------ Data under study

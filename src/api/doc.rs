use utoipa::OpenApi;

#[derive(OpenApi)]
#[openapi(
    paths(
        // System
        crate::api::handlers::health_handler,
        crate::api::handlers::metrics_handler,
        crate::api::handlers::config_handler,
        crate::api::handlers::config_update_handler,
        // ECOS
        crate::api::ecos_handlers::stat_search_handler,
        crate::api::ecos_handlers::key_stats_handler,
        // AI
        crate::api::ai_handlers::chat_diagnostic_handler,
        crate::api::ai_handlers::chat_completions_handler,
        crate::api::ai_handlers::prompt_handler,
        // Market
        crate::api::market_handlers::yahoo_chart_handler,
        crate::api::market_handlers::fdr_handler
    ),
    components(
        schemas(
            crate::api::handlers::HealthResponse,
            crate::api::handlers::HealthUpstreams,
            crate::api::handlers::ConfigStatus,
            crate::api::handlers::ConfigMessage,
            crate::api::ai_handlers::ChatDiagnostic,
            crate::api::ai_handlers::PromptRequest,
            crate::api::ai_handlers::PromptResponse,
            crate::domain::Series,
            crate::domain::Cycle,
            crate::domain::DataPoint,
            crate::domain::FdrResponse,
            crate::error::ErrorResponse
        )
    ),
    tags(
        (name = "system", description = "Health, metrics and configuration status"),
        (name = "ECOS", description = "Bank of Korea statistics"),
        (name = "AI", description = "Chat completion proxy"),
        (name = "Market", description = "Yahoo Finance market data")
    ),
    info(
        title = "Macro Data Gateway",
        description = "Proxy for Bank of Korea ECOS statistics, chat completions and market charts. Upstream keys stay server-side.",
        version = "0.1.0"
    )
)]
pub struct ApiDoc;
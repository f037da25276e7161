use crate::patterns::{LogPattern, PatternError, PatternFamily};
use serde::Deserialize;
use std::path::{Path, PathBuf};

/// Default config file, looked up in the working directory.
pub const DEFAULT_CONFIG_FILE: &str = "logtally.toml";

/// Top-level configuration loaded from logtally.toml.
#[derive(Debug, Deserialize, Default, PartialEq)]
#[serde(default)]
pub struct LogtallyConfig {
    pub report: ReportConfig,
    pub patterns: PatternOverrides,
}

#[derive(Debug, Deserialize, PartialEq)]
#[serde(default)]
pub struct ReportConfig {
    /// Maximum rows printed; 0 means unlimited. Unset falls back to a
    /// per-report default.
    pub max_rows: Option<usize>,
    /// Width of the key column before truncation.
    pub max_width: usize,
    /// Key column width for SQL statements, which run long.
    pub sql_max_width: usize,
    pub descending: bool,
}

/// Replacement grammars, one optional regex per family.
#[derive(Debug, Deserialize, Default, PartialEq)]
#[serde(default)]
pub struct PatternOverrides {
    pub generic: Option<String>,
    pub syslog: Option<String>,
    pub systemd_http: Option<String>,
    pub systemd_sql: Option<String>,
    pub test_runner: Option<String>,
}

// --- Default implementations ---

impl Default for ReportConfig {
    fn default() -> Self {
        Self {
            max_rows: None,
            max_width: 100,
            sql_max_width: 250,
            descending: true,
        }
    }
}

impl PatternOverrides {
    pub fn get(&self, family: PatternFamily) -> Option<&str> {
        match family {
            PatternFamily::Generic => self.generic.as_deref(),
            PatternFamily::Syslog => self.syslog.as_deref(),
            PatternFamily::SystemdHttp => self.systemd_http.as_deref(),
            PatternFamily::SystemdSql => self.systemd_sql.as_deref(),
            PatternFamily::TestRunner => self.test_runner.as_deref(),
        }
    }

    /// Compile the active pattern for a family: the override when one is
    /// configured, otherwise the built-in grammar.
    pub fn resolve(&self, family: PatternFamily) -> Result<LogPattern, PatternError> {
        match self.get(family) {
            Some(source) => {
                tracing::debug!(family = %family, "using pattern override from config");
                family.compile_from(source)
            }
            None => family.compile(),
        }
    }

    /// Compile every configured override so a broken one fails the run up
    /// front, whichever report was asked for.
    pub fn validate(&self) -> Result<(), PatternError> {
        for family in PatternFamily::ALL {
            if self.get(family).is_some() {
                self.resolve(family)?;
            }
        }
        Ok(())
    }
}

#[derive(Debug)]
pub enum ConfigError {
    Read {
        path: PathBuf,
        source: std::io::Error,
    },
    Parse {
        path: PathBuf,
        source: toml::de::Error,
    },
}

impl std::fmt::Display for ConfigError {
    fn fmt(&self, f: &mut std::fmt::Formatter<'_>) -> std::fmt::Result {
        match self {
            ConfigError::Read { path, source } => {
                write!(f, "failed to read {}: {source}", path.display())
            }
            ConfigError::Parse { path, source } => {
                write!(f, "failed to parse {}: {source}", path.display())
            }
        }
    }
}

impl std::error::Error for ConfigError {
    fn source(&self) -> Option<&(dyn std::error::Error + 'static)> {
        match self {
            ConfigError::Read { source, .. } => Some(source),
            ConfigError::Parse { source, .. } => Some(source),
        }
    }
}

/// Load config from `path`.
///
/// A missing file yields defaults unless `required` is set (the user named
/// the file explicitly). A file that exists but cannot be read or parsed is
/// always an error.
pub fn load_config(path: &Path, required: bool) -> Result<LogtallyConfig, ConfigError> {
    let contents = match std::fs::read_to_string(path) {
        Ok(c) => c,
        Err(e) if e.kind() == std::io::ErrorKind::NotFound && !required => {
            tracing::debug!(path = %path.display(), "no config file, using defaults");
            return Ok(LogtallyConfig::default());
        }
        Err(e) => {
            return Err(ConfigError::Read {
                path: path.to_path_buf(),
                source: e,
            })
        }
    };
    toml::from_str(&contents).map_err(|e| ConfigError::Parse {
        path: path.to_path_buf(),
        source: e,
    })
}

------------

Your goal >> The entire set of records should be returned exactly.

Response >>
filename src/api/doc.rs
use utoipa::OpenApi;

#[derive(OpenApi)]
#[openapi(
    paths(
        // System
        crate::api::handlers::health_handler,
        crate::api::handlers::metrics_handler,
        crate::api::handlers::config_handler,
        crate::api::handlers::config_update_handler,
        // ECOS
        crate::api::ecos_handlers::stat_search_handler,
        crate::api::ecos_handlers::key_stats_handler,
        // AI
        crate::api::ai_handlers::chat_diagnostic_handler,
        crate::api::ai_handlers::chat_completions_handler,
        crate::api::ai_handlers::prompt_handler,
        // Market
        crate::api::market_handlers::yahoo_chart_handler,
        crate::api::market_handlers::fdr_handler
    ),
    components(
        schemas(
            crate::api::handlers::HealthResponse,
            crate::api::handlers::HealthUpstreams,
            crate::api::handlers::ConfigStatus,
            crate::api::handlers::ConfigMessage,
            crate::api::ai_handlers::ChatDiagnostic,
            crate::api::ai_handlers::PromptRequest,
            crate::api::ai_handlers::PromptResponse,
            crate::domain::Series,
            crate::domain::Cycle,
            crate::domain::DataPoint,
            crate::domain::FdrResponse,
            crate::error::ErrorResponse
        )
    ),
    tags(
        (name = "system", description = "Health, metrics and configuration status"),
        (name = "ECOS", description = "Bank of Korea statistics"),
        (name = "AI", description = "Chat completion proxy"),
        (name = "Market", description = "Yahoo Finance market data")
    ),
    info(
        title = "Macro Data Gateway",
        description = "Proxy for Bank of Korea ECOS statistics, chat completions and market charts. Upstream keys stay server-side.",
        version = "0.1.0"
    )
)]
pub struct ApiDoc;
repository f037da25276e7161
use crate::patterns::{LogPattern, PatternError, PatternFamily};
use serde::Deserialize;
use std::path::{Path, PathBuf};

/// Default config file, looked up in the working directory.
pub const DEFAULT_CONFIG_FILE: &str = "logtally.toml";

/// Top-level configuration loaded from logtally.toml.
#[derive(Debug, Deserialize, Default, PartialEq)]
#[serde(default)]
pub struct LogtallyConfig {
    pub report: ReportConfig,
    pub patterns: PatternOverrides,
}

#[derive(Debug, Deserialize, PartialEq)]
#[serde(default)]
pub struct ReportConfig {
    /// Maximum rows printed; 0 means unlimited. Unset falls back to a
    /// per-report default.
    pub max_rows: Option<usize>,
    /// Width of the key column before truncation.
    pub max_width: usize,
    /// Key column width for SQL statements, which run long.
    pub sql_max_width: usize,
    pub descending: bool,
}

/// Replacement grammars, one optional regex per family.
#[derive(Debug, Deserialize, Default, PartialEq)]
#[serde(default)]
pub struct PatternOverrides {
    pub generic: Option<String>,
    pub syslog: Option<String>,
    pub systemd_http: Option<String>,
    pub systemd_sql: Option<String>,
    pub test_runner: Option<String>,
}

// --- Default implementations ---

impl Default for ReportConfig {
    fn default() -> Self {
        Self {
            max_rows: None,
            max_width: 100,
            sql_max_width: 250,
            descending: true,
        }
    }
}

impl PatternOverrides {
    pub fn get(&self, family: PatternFamily) -> Option<&str> {
        match family {
            PatternFamily::Generic => self.generic.as_deref(),
            PatternFamily::Syslog => self.syslog.as_deref(),
            PatternFamily::SystemdHttp => self.systemd_http.as_deref(),
            PatternFamily::SystemdSql => self.systemd_sql.as_deref(),
            PatternFamily::TestRunner => self.test_runner.as_deref(),
        }
    }

    /// Compile the active pattern for a family: the override when one is
    /// configured, otherwise the built-in grammar.
    pub fn resolve(&self, family: PatternFamily) -> Result<LogPattern, PatternError> {
        match self.get(family) {
            Some(source) => {
                tracing::debug!(family = %family, "using pattern override from config");
                family.compile_from(source)
            }
            None => family.compile(),
        }
    }

    /// Compile every configured override so a broken one fails the run up
    /// front, whichever report was asked for.
    pub fn validate(&self) -> Result<(), PatternError> {
        for family in PatternFamily::ALL {
            if self.get(family).is_some() {
                self.resolve(family)?;
            }
        }
        Ok(())
    }
}

#[derive(Debug)]
pub enum ConfigError {
    Read {
        path: PathBuf,
        source: std::io::Error,
    },
    Parse {
        path: PathBuf,
        source: toml::de::Error,
    },
}

impl std::fmt::Display for ConfigError {
    fn fmt(&self, f: &mut std::fmt::Formatter<'_>) -> std::fmt::Result {
        match self {
            ConfigError::Read { path, source } => {
                write!(f, "failed to read {}: {source}", path.display())
            }
            ConfigError::Parse { path, source } => {
                write!(f, "failed to parse {}: {source}", path.display())
            }
        }
    }
}

impl std::error::Error for ConfigError {
    fn source(&self) -> Option<&(dyn std::error::Error + 'static)> {
        match self {
            ConfigError::Read { source, .. } => Some(source),
            ConfigError::Parse { source, .. } => Some(source),
        }
    }
}

/// Load config from `path`.
///
/// A missing file yields defaults unless `required` is set (the user named
/// the file explicitly). A file that exists but cannot be read or parsed is
/// always an error.
pub fn load_config(path: &Path, required: bool) -> Result<LogtallyConfig, ConfigError> {
    let contents = match std::fs::read_to_string(path) {
        Ok(c) => c,
        Err(e) if e.kind() == std::io::ErrorKind::NotFound && !required => {
            tracing::debug!(path = %path.display(), "no config file, using defaults");
            return Ok(LogtallyConfig::default());
        }
        Err(e) => {
            return Err(ConfigError::Read {
                path: path.to_path_buf(),
                source: e,
            })
        }
    };
    toml::from_str(&contents).map_err(|e| ConfigError::Parse {
        path: path.to_path_buf(),
        source: e,
    })
}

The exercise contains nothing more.